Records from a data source
------------------------
//! LLM Client: the single point of entry for all Gemini API calls in the planner.
//!
//! ARCHITECTURAL RULE: No other module may call the provider directly.
//! Callers depend on the `ChatModel` trait; `GeminiClient` is the production backend.
//!
//! Model: gemini-1.5-pro (hardcoded, do not make configurable to prevent drift)
use std::time::Duration;

use async_trait::async_trait;
use reqwest::{Client, StatusCode};
use serde::{Deserialize, Serialize};
use thiserror::Error;
use tracing::debug;

use crate::config::Config;

pub mod prompts;

pub use prompts::{Prompt, Role};

/// The model used for all LLM calls in the planner.
pub const MODEL: &str = "gemini-1.5-pro";

#[derive(Debug, Error)]
pub enum LlmError {
    #[error("HTTP error: {0}")]
    Http(#[from] reqwest::Error),

    /// Displays as e.g. `401 Unauthorized: API key not valid`.
    #[error("{status}: {message}")]
    Api { status: StatusCode, message: String },

    #[error("JSON parse error: {0}")]
    Parse(#[from] serde_json::Error),

    #[error("no API credential configured (set GOOGLE_API_KEY)")]
    MissingCredential,

    #[error("prompt blocked by provider: {0}")]
    Blocked(String),
}

/// A hosted chat model that answers a two-message prompt with free text.
///
/// `Ok(None)` means the provider answered but produced no text.
#[async_trait]
pub trait ChatModel: Send + Sync {
    async fn complete(&self, prompt: &Prompt) -> Result<Option<String>, LlmError>;
}

// ────────────────────────────────────────────────────────────────────────────
// Gemini wire types
// ────────────────────────────────────────────────────────────────────────────

#[derive(Debug, Serialize)]
#[serde(rename_all = "camelCase")]
struct GenerateContentRequest<'a> {
    system_instruction: GeminiContent<'a>,
    contents: Vec<GeminiContent<'a>>,
}

#[derive(Debug, Serialize)]
struct GeminiContent<'a> {
    #[serde(skip_serializing_if = "Option::is_none")]
    role: Option<&'a str>,
    parts: Vec<GeminiPart<'a>>,
}

#[derive(Debug, Serialize)]
struct GeminiPart<'a> {
    text: &'a str,
}

impl<'a> GenerateContentRequest<'a> {
    fn from_prompt(prompt: &'a Prompt) -> Self {
        let mut system_parts = Vec::new();
        let mut contents = Vec::new();
        for message in prompt.messages() {
            match message.role {
                Role::System => system_parts.push(GeminiPart {
                    text: message.content,
                }),
                Role::User => contents.push(GeminiContent {
                    role: Some("user"),
                    parts: vec![GeminiPart {
                        text: message.content,
                    }],
                }),
            }
        }
        Self {
            system_instruction: GeminiContent {
                role: None,
                parts: system_parts,
            },
            contents,
        }
    }
}

#[derive(Debug, Deserialize)]
#[serde(rename_all = "camelCase")]
pub struct GenerateContentResponse {
    #[serde(default)]
    pub candidates: Vec<Candidate>,
    pub prompt_feedback: Option<PromptFeedback>,
    pub usage_metadata: Option<UsageMetadata>,
}

#[derive(Debug, Deserialize)]
#[serde(rename_all = "camelCase")]
pub struct Candidate {
    pub content: Option<CandidateContent>,
    pub finish_reason: Option<String>,
}

#[derive(Debug, Deserialize)]
pub struct CandidateContent {
    #[serde(default)]
    pub parts: Vec<ResponsePart>,
}

#[derive(Debug, Deserialize)]
pub struct ResponsePart {
    pub text: Option<String>,
}

#[derive(Debug, Deserialize)]
#[serde(rename_all = "camelCase")]
pub struct PromptFeedback {
    pub block_reason: Option<String>,
}

#[derive(Debug, Deserialize)]
#[serde(rename_all = "camelCase")]
pub struct UsageMetadata {
    #[serde(default)]
    pub prompt_token_count: u32,
    #[serde(default)]
    pub candidates_token_count: u32,
}

impl GenerateContentResponse {
    /// Concatenates the text parts of the first candidate.
    /// Returns `None` when there is no candidate or the text is blank.
    pub fn text(&self) -> Option<String> {
        let content = self.candidates.first()?.content.as_ref()?;
        let text: String = content
            .parts
            .iter()
            .filter_map(|p| p.text.as_deref())
            .collect();
        if text.trim().is_empty() {
            None
        } else {
            Some(text)
        }
    }

    fn block_reason(&self) -> Option<&str> {
        if !self.candidates.is_empty() {
            return None;
        }
        self.prompt_feedback.as_ref()?.block_reason.as_deref()
    }
}

#[derive(Debug, Deserialize)]
struct GeminiError {
    error: GeminiErrorBody,
}

#[derive(Debug, Deserialize)]
struct GeminiErrorBody {
    message: String,
}

// ────────────────────────────────────────────────────────────────────────────
// Client
// ────────────────────────────────────────────────────────────────────────────

/// Gemini `generateContent` client. Single attempt per call, no retries.
#[derive(Clone)]
pub struct GeminiClient {
    client: Client,
    api_key: Option<String>,
    base_url: String,
}

impl GeminiClient {
    pub fn new(
        api_key: Option<String>,
        base_url: impl Into<String>,
        timeout: Duration,
    ) -> Result<Self, LlmError> {
        Ok(Self {
            client: Client::builder().timeout(timeout).build()?,
            api_key,
            base_url: base_url.into(),
        })
    }

    pub fn from_config(config: &Config) -> Result<Self, LlmError> {
        Self::new(
            config.google_api_key.clone(),
            config.gemini_api_base.clone(),
            config.llm_timeout,
        )
    }

    fn endpoint(&self) -> String {
        format!(
            "{}/v1beta/models/{}:generateContent",
            self.base_url.trim_end_matches('/'),
            MODEL
        )
    }

    /// Makes a raw call to the Gemini API, returning the full response object.
    pub async fn call(&self, prompt: &Prompt) -> Result<GenerateContentResponse, LlmError> {
        let api_key = self
            .api_key
            .as_deref()
            .ok_or(LlmError::MissingCredential)?;

        let request_body = GenerateContentRequest::from_prompt(prompt);

        let response = self
            .client
            .post(self.endpoint())
            .header("x-goog-api-key", api_key)
            .json(&request_body)
            .send()
            .await?;

        let status = response.status();
        let body = response.text().await?;

        if !status.is_success() {
            // Prefer the provider's own error message when the body is parseable
            let message = serde_json::from_str::<GeminiError>(&body)
                .map(|e| e.error.message)
                .unwrap_or(body);
            return Err(LlmError::Api { status, message });
        }

        let parsed: GenerateContentResponse = serde_json::from_str(&body)?;

        if let Some(usage) = &parsed.usage_metadata {
            debug!(
                "LLM call succeeded: prompt_tokens={}, candidate_tokens={}",
                usage.prompt_token_count, usage.candidates_token_count
            );
        }

        Ok(parsed)
    }
}

#[async_trait]
impl ChatModel for GeminiClient {
    async fn complete(&self, prompt: &Prompt) -> Result<Option<String>, LlmError> {
        let response = self.call(prompt).await?;
        if let Some(reason) = response.block_reason() {
            return Err(LlmError::Blocked(reason.to_string()));
        }
        let text = response.text();
        if text.is_none() {
            let finish_reason = response
                .candidates
                .first()
                .and_then(|c| c.finish_reason.as_deref())
                .unwrap_or("none");
            debug!("LLM returned no text (finish_reason={finish_reason})");
        }
        Ok(text)
    }
}

#[cfg(test)]
mod tests {
    use super::*;
    use httpmock::prelude::*;
    use serde_json::json;

    const ENDPOINT: &str = "/v1beta/models/gemini-1.5-pro:generateContent";

    fn client_for(server: &MockServer, key: Option<&str>) -> GeminiClient {
        GeminiClient::new(
            key.map(str::to_string),
            server.base_url(),
            Duration::from_secs(5),
        )
        .unwrap()
    }

    fn sample_prompt() -> Prompt {
        Prompt::new("You are a travel assistant.", "Plan a trip from Pune to Goa.")
    }

    #[test]
    fn test_request_puts_system_in_system_instruction() {
        let prompt = sample_prompt();
        let body = serde_json::to_value(GenerateContentRequest::from_prompt(&prompt)).unwrap();
        assert_eq!(
            body,
            json!({
                "systemInstruction": {"parts": [{"text": "You are a travel assistant."}]},
                "contents": [{"role": "user", "parts": [{"text": "Plan a trip from Pune to Goa."}]}]
            })
        );
    }

    #[test]
    fn test_text_joins_parts_of_first_candidate() {
        let response: GenerateContentResponse = serde_json::from_value(json!({
            "candidates": [
                {"content": {"role": "model", "parts": [{"text": "## Train\n"}, {"text": "8 hours"}]}},
                {"content": {"role": "model", "parts": [{"text": "ignored"}]}}
            ]
        }))
        .unwrap();
        assert_eq!(response.text().as_deref(), Some("## Train\n8 hours"));
    }

    #[test]
    fn test_text_is_none_for_blank_output() {
        let response: GenerateContentResponse = serde_json::from_value(json!({
            "candidates": [{"content": {"parts": [{"text": "  \n"}]}, "finishReason": "STOP"}]
        }))
        .unwrap();
        assert!(response.text().is_none());
    }

    #[tokio::test]
    async fn test_complete_returns_model_text() {
        let server = MockServer::start_async().await;
        let mock = server
            .mock_async(|when, then| {
                when.method(POST)
                    .path(ENDPOINT)
                    .header("x-goog-api-key", "test-key")
                    .json_body_partial(
                        r#"{"contents": [{"role": "user", "parts": [{"text": "Plan a trip from Pune to Goa."}]}]}"#,
                    );
                then.status(200).json_body(json!({
                    "candidates": [{
                        "content": {"role": "model", "parts": [{"text": "Take the overnight bus."}]},
                        "finishReason": "STOP"
                    }],
                    "usageMetadata": {"promptTokenCount": 40, "candidatesTokenCount": 6}
                }));
            })
            .await;

        let client = client_for(&server, Some("test-key"));
        let text = client.complete(&sample_prompt()).await.unwrap();

        mock.assert_async().await;
        assert_eq!(text.as_deref(), Some("Take the overnight bus."));
    }

    #[tokio::test]
    async fn test_complete_maps_error_status_and_message() {
        let server = MockServer::start_async().await;
        server
            .mock_async(|when, then| {
                when.method(POST).path(ENDPOINT);
                then.status(401).json_body(json!({
                    "error": {"code": 401, "message": "API key not valid", "status": "UNAUTHENTICATED"}
                }));
            })
            .await;

        let client = client_for(&server, Some("bad-key"));
        let err = client.complete(&sample_prompt()).await.unwrap_err();

        assert!(matches!(err, LlmError::Api { status, .. } if status == StatusCode::UNAUTHORIZED));
        assert_eq!(err.to_string(), "401 Unauthorized: API key not valid");
    }

    #[tokio::test]
    async fn test_complete_keeps_raw_body_when_error_is_unparseable() {
        let server = MockServer::start_async().await;
        server
            .mock_async(|when, then| {
                when.method(POST).path(ENDPOINT);
                then.status(503).body("upstream overloaded");
            })
            .await;

        let client = client_for(&server, Some("test-key"));
        let err = client.complete(&sample_prompt()).await.unwrap_err();

        assert_eq!(err.to_string(), "503 Service Unavailable: upstream overloaded");
    }

    #[tokio::test]
    async fn test_complete_returns_none_without_candidates() {
        let server = MockServer::start_async().await;
        server
            .mock_async(|when, then| {
                when.method(POST).path(ENDPOINT);
                then.status(200).json_body(json!({"candidates": []}));
            })
            .await;

        let client = client_for(&server, Some("test-key"));
        assert!(client.complete(&sample_prompt()).await.unwrap().is_none());
    }

    #[tokio::test]
    async fn test_complete_reports_blocked_prompt() {
        let server = MockServer::start_async().await;
        server
            .mock_async(|when, then| {
                when.method(POST).path(ENDPOINT);
                then.status(200)
                    .json_body(json!({"promptFeedback": {"blockReason": "SAFETY"}}));
            })
            .await;

        let client = client_for(&server, Some("test-key"));
        let err = client.complete(&sample_prompt()).await.unwrap_err();
        assert!(matches!(err, LlmError::Blocked(ref reason) if reason == "SAFETY"));
    }

    #[tokio::test]
    async fn test_missing_credential_fails_without_request() {
        let server = MockServer::start_async().await;
        let mock = server
            .mock_async(|when, then| {
                when.method(POST).path(ENDPOINT);
                then.status(200).json_body(json!({"candidates": []}));
            })
            .await;

        let client = client_for(&server, None);
        let err = client.complete(&sample_prompt()).await.unwrap_err();

        assert!(matches!(err, LlmError::MissingCredential));
        assert_eq!(mock.hits_async().await, 0);
    }

    #[tokio::test]
    async fn test_timeout_surfaces_as_http_error_and_failed_suggestion() {
        use crate::planner::fetcher::{SuggestionFetcher, FETCH_ERROR_PREFIX};
        use crate::planner::models::TripRequest;
        use chrono::NaiveDate;
        use std::sync::Arc;

        let server = MockServer::start_async().await;
        server
            .mock_async(|when, then| {
                when.method(POST).path(ENDPOINT);
                then.status(200)
                    .delay(Duration::from_secs(2))
                    .json_body(json!({"candidates": []}));
            })
            .await;

        let client = GeminiClient::new(
            Some("test-key".to_string()),
            server.base_url(),
            Duration::from_millis(100),
        )
        .unwrap();

        let err = client.complete(&sample_prompt()).await.unwrap_err();
        assert!(matches!(err, LlmError::Http(ref e) if e.is_timeout()));

        let fetcher = SuggestionFetcher::new(Arc::new(client));
        let request = TripRequest {
            origin: "Pune".to_string(),
            destination: "Goa".to_string(),
            travel_date: NaiveDate::from_ymd_opt(2026, 10, 25).unwrap(),
        };
        let suggestion = fetcher.fetch(&request).await;

        assert_eq!(suggestion.kind(), "failed");
        assert!(suggestion.into_text().starts_with(FETCH_ERROR_PREFIX));
    }

    #[tokio::test]
    async fn test_unreachable_provider_surfaces_as_http_error() {
        // Reserve a free port, then release it so nothing is listening there
        let listener = std::net::TcpListener::bind("127.0.0.1:0").unwrap();
        let addr = listener.local_addr().unwrap();
        drop(listener);

        let client = GeminiClient::new(
            Some("test-key".to_string()),
            format!("http://{addr}"),
            Duration::from_secs(5),
        )
        .unwrap();

        let err = client.complete(&sample_prompt()).await.unwrap_err();
        assert!(matches!(err, LlmError::Http(ref e) if e.is_connect()));
    }
}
------------------------
#### WHAT YOU NEED TO DO
Of the entries above, transcribe exactly those lines that fall between the line containing "assert!(matches!(err, LlmError::Blocked(ref reason)" and the line containing "is listening there", together with those two lines.

#### EXERCISE ANSWER
        assert!(matches!(err, LlmError::Blocked(ref reason) if reason == "SAFETY"));
    }

    #[tokio::test]
    async fn test_missing_credential_fails_without_request() {
        let server = MockServer::start_async().await;
        let mock = server
            .mock_async(|when, then| {
                when.method(POST).path(ENDPOINT);
                then.status(200).json_body(json!({"candidates": []}));
            })
            .await;

        let client = client_for(&server, None);
        let err = client.complete(&sample_prompt()).await.unwrap_err();

        assert!(matches!(err, LlmError::MissingCredential));
        assert_eq!(mock.hits_async().await, 0);
    }

    #[tokio::test]
    async fn test_timeout_surfaces_as_http_error_and_failed_suggestion() {
        use crate::planner::fetcher::{SuggestionFetcher, FETCH_ERROR_PREFIX};
        use crate::planner::models::TripRequest;
        use chrono::NaiveDate;
        use std::sync::Arc;

        let server = MockServer::start_async().await;
        server
            .mock_async(|when, then| {
                when.method(POST).path(ENDPOINT);
                then.status(200)
                    .delay(Duration::from_secs(2))
                    .json_body(json!({"candidates": []}));
            })
            .await;

        let client = GeminiClient::new(
            Some("test-key".to_string()),
            server.base_url(),
            Duration::from_millis(100),
        )
        .unwrap();

        let err = client.complete(&sample_prompt()).await.unwrap_err();
        assert!(matches!(err, LlmError::Http(ref e) if e.is_timeout()));

        let fetcher = SuggestionFetcher::new(Arc::new(client));
        let request = TripRequest {
            origin: "Pune".to_string(),
            destination: "Goa".to_string(),
            travel_date: NaiveDate::from_ymd_opt(2026, 10, 25).unwrap(),
        };
        let suggestion = fetcher.fetch(&request).await;

        assert_eq!(suggestion.kind(), "failed");
        assert!(suggestion.into_text().starts_with(FETCH_ERROR_PREFIX));
    }

    #[tokio::test]
    async fn test_unreachable_provider_surfaces_as_http_error() {
        // Reserve a free port, then release it so nothing is listening there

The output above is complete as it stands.